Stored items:
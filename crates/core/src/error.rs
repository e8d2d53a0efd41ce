use thiserror::Error;

pub type GrcResult<T> = Result<T, GrcError>;

#[derive(Error, Debug)]
pub enum GrcError {
    #[error("Configuration error: {0}")]
    Config(String),

    #[error("{entity} not found: {id}")]
    NotFound { entity: &'static str, id: String },

    #[error("Validation error: {0}")]
    Validation(String),

    #[error("Conflict: {0}")]
    Conflict(String),

    #[error("Invalid transition from {from} to {to}")]
    InvalidTransition { from: String, to: String },

    #[error("Forbidden: {0}")]
    Forbidden(String),

    #[error("Policy violation [{rule_id}]: {message}")]
    PolicyViolation {
        rule_id: String,
        message: String,
        remediation_hint: Option<String>,
    },

    #[error("Rules engine error: {0}")]
    RulesEngine(String),

    #[error("Serialization error: {0}")]
    Serialization(#[from] serde_json::Error),

    #[error("IO error: {0}")]
    Io(#[from] std::io::Error),

    #[error("Internal error: {0}")]
    Internal(#[from] anyhow::Error),
}

impl GrcError {
    pub fn not_found(entity: &'static str, id: impl ToString) -> Self {
        GrcError::NotFound {
            entity,
            id: id.to_string(),
        }
    }

    pub fn invalid_transition(from: impl std::fmt::Debug, to: impl std::fmt::Debug) -> Self {
        GrcError::InvalidTransition {
            from: format!("{from:?}"),
            to: format!("{to:?}"),
        }
    }
}

#[cfg(test)]
mod tests {
    use super::*;

    #[test]
    fn test_error_messages() {
        let err = GrcError::not_found("Risk", "abc");
        assert_eq!(err.to_string(), "Risk not found: abc");

        let err = GrcError::invalid_transition("Draft", "Published");
        assert_eq!(
            err.to_string(),
            "Invalid transition from \"Draft\" to \"Published\""
        );

        let err = GrcError::PolicyViolation {
            rule_id: "R1".into(),
            message: "owner required".into(),
            remediation_hint: None,
        };
        assert!(err.to_string().contains("[R1]"));
    }
}
use serde::Deserialize;

/// Root application configuration. Loaded from environment variables
/// with the prefix `GRC_PLATFORM__`.
#[derive(Debug, Clone, Deserialize)]
pub struct AppConfig {
    #[serde(default = "default_node_id")]
    pub node_id: String,
    #[serde(default = "default_seed_demo_data")]
    pub seed_demo_data: bool,
    #[serde(default)]
    pub api: ApiConfig,
    #[serde(default)]
    pub metrics: MetricsConfig,
    #[serde(default)]
    pub auth: AuthConfig,
    #[serde(default)]
    pub onboarding: OnboardingConfig,
    #[serde(default)]
    pub evidence: EvidenceConfig,
    #[serde(default)]
    pub policy: PolicyConfig,
}

#[derive(Debug, Clone, Deserialize)]
pub struct ApiConfig {
    #[serde(default = "default_host")]
    pub host: String,
    #[serde(default = "default_http_port")]
    pub http_port: u16,
}

#[derive(Debug, Clone, Deserialize)]
pub struct MetricsConfig {
    #[serde(default = "default_metrics_port")]
    pub port: u16,
}

#[derive(Debug, Clone, Deserialize)]
pub struct AuthConfig {
    #[serde(default = "default_session_ttl_hours")]
    pub session_ttl_hours: i64,
    #[serde(default = "default_api_key_ttl_days")]
    pub api_key_ttl_days: i64,
}

// Default functions
fn default_node_id() -> String {
    "grc-node-01".to_string()
}
fn default_seed_demo_data() -> bool {
    true
}
fn default_host() -> String {
    "0.0.0.0".to_string()
}
fn default_http_port() -> u16 {
    8080
}
fn default_metrics_port() -> u16 {
    9091
}
fn default_session_ttl_hours() -> i64 {
    8
}
fn default_api_key_ttl_days() -> i64 {
    365
}

impl Default for ApiConfig {
    fn default() -> Self {
        Self {
            host: default_host(),
            http_port: default_http_port(),
        }
    }
}

impl Default for MetricsConfig {
    fn default() -> Self {
        Self {
            port: default_metrics_port(),
        }
    }
}

impl Default for AuthConfig {
    fn default() -> Self {
        Self {
            session_ttl_hours: default_session_ttl_hours(),
            api_key_ttl_days: default_api_key_ttl_days(),
        }
    }
}

impl Default for AppConfig {
    fn default() -> Self {
        Self {
            node_id: default_node_id(),
            seed_demo_data: default_seed_demo_data(),
            api: ApiConfig::default(),
            metrics: MetricsConfig::default(),
            auth: AuthConfig::default(),
            onboarding: OnboardingConfig::default(),
            evidence: EvidenceConfig::default(),
            policy: PolicyConfig::default(),
        }
    }
}

// ─── Onboarding Config ──────────────────────────────────────────────────────

/// Operating defaults stamped onto a tenant when its onboarding wizard completes.
#[derive(Debug, Clone, Deserialize)]
pub struct OnboardingConfig {
    #[serde(default = "default_country")]
    pub default_country: String,
    #[serde(default = "default_escalation_days_overdue")]
    pub escalation_days_overdue: i64,
    #[serde(default = "default_evidence_sla_submit_days")]
    pub evidence_sla_submit_days: i64,
    #[serde(default)]
    pub remediation_sla_days: RemediationSla,
    #[serde(default = "default_exception_expiry_days")]
    pub exception_expiry_days: i64,
    #[serde(default = "default_evidence_retention_years")]
    pub evidence_retention_years: u32,
    #[serde(default = "default_evidence_naming_pattern")]
    pub evidence_naming_pattern: String,
}

#[derive(Debug, Clone, Deserialize, serde::Serialize, PartialEq, Eq)]
pub struct RemediationSla {
    #[serde(default = "default_sla_critical")]
    pub critical: i64,
    #[serde(default = "default_sla_high")]
    pub high: i64,
    #[serde(default = "default_sla_medium")]
    pub medium: i64,
    #[serde(default = "default_sla_low")]
    pub low: i64,
}

fn default_country() -> String { "SA".to_string() }
fn default_escalation_days_overdue() -> i64 { 3 }
fn default_evidence_sla_submit_days() -> i64 { 5 }
fn default_exception_expiry_days() -> i64 { 90 }
fn default_evidence_retention_years() -> u32 { 7 }
fn default_evidence_naming_pattern() -> String {
    "{TenantId}-{ControlId}-{Date}-{Sequence}".to_string()
}
fn default_sla_critical() -> i64 { 7 }
fn default_sla_high() -> i64 { 14 }
fn default_sla_medium() -> i64 { 30 }
fn default_sla_low() -> i64 { 60 }

impl Default for RemediationSla {
    fn default() -> Self {
        Self {
            critical: default_sla_critical(),
            high: default_sla_high(),
            medium: default_sla_medium(),
            low: default_sla_low(),
        }
    }
}

impl Default for OnboardingConfig {
    fn default() -> Self {
        Self {
            default_country: default_country(),
            escalation_days_overdue: default_escalation_days_overdue(),
            evidence_sla_submit_days: default_evidence_sla_submit_days(),
            remediation_sla_days: RemediationSla::default(),
            exception_expiry_days: default_exception_expiry_days(),
            evidence_retention_years: default_evidence_retention_years(),
            evidence_naming_pattern: default_evidence_naming_pattern(),
        }
    }
}

// ─── Evidence Config ────────────────────────────────────────────────────────

#[derive(Debug, Clone, Deserialize)]
pub struct EvidenceConfig {
    #[serde(default = "default_pass_score")]
    pub pass_score: u8,
    #[serde(default = "default_compliant_threshold")]
    pub compliant_threshold: f64,
    #[serde(default = "default_partial_threshold")]
    pub partial_threshold: f64,
}

fn default_pass_score() -> u8 { 70 }
fn default_compliant_threshold() -> f64 { 90.0 }
fn default_partial_threshold() -> f64 { 70.0 }

impl Default for EvidenceConfig {
    fn default() -> Self {
        Self {
            pass_score: default_pass_score(),
            compliant_threshold: default_compliant_threshold(),
            partial_threshold: default_partial_threshold(),
        }
    }
}

// ─── Policy Config ──────────────────────────────────────────────────────────

#[derive(Debug, Clone, Deserialize)]
pub struct PolicyConfig {
    #[serde(default = "default_short_circuit")]
    pub short_circuit: bool,
    /// One of `deny_overrides`, `allow_overrides`, `highest_priority_wins`.
    #[serde(default = "default_conflict_strategy")]
    pub conflict_strategy: String,
}

fn default_short_circuit() -> bool { true }
fn default_conflict_strategy() -> String { "deny_overrides".to_string() }

impl Default for PolicyConfig {
    fn default() -> Self {
        Self {
            short_circuit: default_short_circuit(),
            conflict_strategy: default_conflict_strategy(),
        }
    }
}

impl AppConfig {
    /// Load configuration from environment variables.
    pub fn load() -> Result<Self, config::ConfigError> {
        let builder = config::Config::builder().add_source(
            config::Environment::with_prefix("GRC_PLATFORM")
                .separator("__")
                .try_parsing(true)
                .list_separator(","),
        );

        let config = builder.build()?;
        config.try_deserialize()
    }
}

#[cfg(test)]
mod tests {
    use super::*;

    #[test]
    fn test_defaults() {
        let config = AppConfig::default();
        assert_eq!(config.api.http_port, 8080);
        assert_eq!(config.auth.session_ttl_hours, 8);
        assert_eq!(config.onboarding.default_country, "SA");
        assert_eq!(config.onboarding.remediation_sla_days.critical, 7);
        assert_eq!(config.onboarding.remediation_sla_days.low, 60);
        assert_eq!(config.evidence.pass_score, 70);
        assert_eq!(config.policy.conflict_strategy, "deny_overrides");
    }

    #[test]
    fn test_partial_sections_fill_defaults() {
        let config: AppConfig =
            serde_json::from_value(serde_json::json!({ "api": { "http_port": 9000 } })).unwrap();
        assert_eq!(config.api.http_port, 9000);
        assert_eq!(config.api.host, "0.0.0.0");
        assert_eq!(config.onboarding.exception_expiry_days, 90);
    }
}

### [Directions for this task]
Among the records above, find each line holding "ApiConfig" and list it.

### [Result of the exercise]
    pub api: ApiConfig,
pub struct ApiConfig {
impl Default for ApiConfig {
            api: ApiConfig::default(),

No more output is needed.